As a client proudly showed me his uniform crop of Gallant, the first wheat field I have seen at full ear emergence this year, I found myself feeling a little choked up.

It’s been a challenging season, but at last we can see that our efforts have not been in vain. And dare I say it? It is just possible that some of the earlier September drilled wheat’s will yield reasonably well?

Cool, dry conditions during May will have delayed pupation of orange wheat blossom midge. This leads me to think that most September/October drilled wheats will escape midge infestation. However, don’t take my word for it! Monitor your susceptible varieties from ear emergence until the end of flowering. Depending on the time of adult midge emergence, later autumn or spring drilled wheat’s may be at risk.

Remember, prophylactic sprays for midge control are discouraged and treatment of resistant varieties is rarely cost effective. In cereals and pulses aphid populations are low but keep an eye out for colonies which could build quickly if temperatures warm.

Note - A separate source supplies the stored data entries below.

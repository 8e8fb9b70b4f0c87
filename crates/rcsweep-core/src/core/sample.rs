use std::fmt;
use thiserror::Error;

/// Named positions inside one per-cutoff block.
#[derive(Debug, Clone, Copy, PartialEq, Eq, Hash)]
pub enum Field {
    Energy,
    Pressure,
    DaDy,
    DaDv2,
    Weight,
}

impl Field {
    /// The fields a meter emits, in block order.
    pub const MEASURED: [Field; 4] = [Field::Energy, Field::Pressure, Field::DaDy, Field::DaDv2];

    pub const fn index(self) -> usize {
        match self {
            Field::Energy => 0,
            Field::Pressure => 1,
            Field::DaDy => 2,
            Field::DaDv2 => 3,
            Field::Weight => 4,
        }
    }

    pub const fn name(self) -> &'static str {
        match self {
            Field::Energy => "u",
            Field::Pressure => "p",
            Field::DaDy => "dA/dy",
            Field::DaDv2 => "dA/dv2",
            Field::Weight => "weight",
        }
    }
}

impl fmt::Display for Field {
    fn fmt(&self, f: &mut fmt::Formatter<'_>) -> fmt::Result {
        f.write_str(self.name())
    }
}

/// Width of a raw meter block.
pub const METER_WIDTH: usize = Field::MEASURED.len();

#[derive(Debug, Error, Clone, PartialEq, Eq)]
#[error("Sample holds {found} values but a {blocks}x{width} layout needs {expected}")]
pub struct LayoutError {
    pub blocks: usize,
    pub width: usize,
    pub expected: usize,
    pub found: usize,
}

/// Shape of a flat sample: `blocks` per-cutoff blocks of `width` fields each.
#[derive(Debug, Clone, Copy, PartialEq, Eq, Hash)]
pub struct SampleLayout {
    pub blocks: usize,
    pub width: usize,
}

impl SampleLayout {
    pub const fn new(blocks: usize, width: usize) -> Self {
        Self { blocks, width }
    }

    #[inline]
    pub const fn len(&self) -> usize {
        self.blocks * self.width
    }

    pub const fn is_empty(&self) -> bool {
        self.len() == 0
    }

    /// The same blocks with a trailing weight field appended.
    pub const fn with_weight(&self) -> Self {
        Self::new(self.blocks, self.width + 1)
    }

    /// The same blocks with the trailing weight field consumed.
    pub const fn without_weight(&self) -> Self {
        Self::new(self.blocks, self.width.saturating_sub(1))
    }

    #[inline]
    pub const fn offset(&self, block: usize, field: usize) -> usize {
        block * self.width + field
    }
}

impl fmt::Display for SampleLayout {
    fn fmt(&self, f: &mut fmt::Formatter<'_>) -> fmt::Result {
        write!(f, "{}x{}", self.blocks, self.width)
    }
}

/// One flat per-cutoff sample as it travels down the pipeline.
///
/// Block `i` occupies `[i·width, (i+1)·width)`. The producer stamps the
/// simulation step and the particle count the sample was taken at, so
/// downstream stages never have to reach back into the simulation.
#[derive(Debug, Clone, PartialEq)]
pub struct SampleVector {
    layout: SampleLayout,
    values: Vec<f64>,
    pub step: u64,
    pub num_atoms: usize,
}

impl SampleVector {
    pub fn zeros(layout: SampleLayout) -> Self {
        Self {
            layout,
            values: vec![0.0; layout.len()],
            step: 0,
            num_atoms: 0,
        }
    }

    pub fn from_values(layout: SampleLayout, values: Vec<f64>) -> Result<Self, LayoutError> {
        if values.len() != layout.len() {
            return Err(LayoutError {
                blocks: layout.blocks,
                width: layout.width,
                expected: layout.len(),
                found: values.len(),
            });
        }
        Ok(Self {
            layout,
            values,
            step: 0,
            num_atoms: 0,
        })
    }

    pub fn stamped(mut self, step: u64, num_atoms: usize) -> Self {
        self.step = step;
        self.num_atoms = num_atoms;
        self
    }

    #[inline]
    pub fn layout(&self) -> SampleLayout {
        self.layout
    }

    pub fn as_slice(&self) -> &[f64] {
        &self.values
    }

    pub fn as_mut_slice(&mut self) -> &mut [f64] {
        &mut self.values
    }

    pub fn into_values(self) -> Vec<f64> {
        self.values
    }

    pub fn block(&self, block: usize) -> &[f64] {
        let start = self.layout.offset(block, 0);
        &self.values[start..start + self.layout.width]
    }

    pub fn block_mut(&mut self, block: usize) -> &mut [f64] {
        let start = self.layout.offset(block, 0);
        let width = self.layout.width;
        &mut self.values[start..start + width]
    }

    pub fn blocks(&self) -> impl Iterator<Item = &[f64]> {
        self.values.chunks_exact(self.layout.width.max(1))
    }

    #[inline]
    pub fn get(&self, block: usize, field: usize) -> f64 {
        self.values[self.layout.offset(block, field)]
    }

    #[inline]
    pub fn set(&mut self, block: usize, field: usize, value: f64) {
        let offset = self.layout.offset(block, field);
        self.values[offset] = value;
    }

    /// Location and value of the first NaN or infinity, scanning block by block.
    pub fn first_non_finite(&self) -> Option<(usize, usize, f64)> {
        let width = self.layout.width.max(1);
        self.values
            .iter()
            .position(|v| !v.is_finite())
            .map(|i| (i / width, i % width, self.values[i]))
    }
}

Winter wheats have received a T2 fungicide at flag leaf emergence within the last fortnight and most crops are very clean. This is especially important for thinner crops, where all leaf layers will make a valuable contribution to yield.

Showers are forecast next week and warm, wet conditions during flowering will encourage fusarium infection and foliar diseases. I will be recommending that winter wheat’s receive an ear spray. This should give improved grain quality via disease control. The value of the T3 spray will only be apparent in hindsight, but long term trials show that on average this treatment is cost effective.

The end of the spray season is coming, but there are still a few outstanding sprays on the various spring crops. Bean crops may still require a second fungicide and insecticide e.g. for bruchid beetle control. Bruchids are notoriously difficult, but control can be improved by monitoring temperature and by paying attention to application techniques.

Weed control in sugar beet is almost complete as the more vigorous crops nearly meet across the row. At first, weed control on cold, dry soils was difficult, but as temperatures have warmed and after the rain, residual herbicides have been more effective and now we have gained control and crops are clean.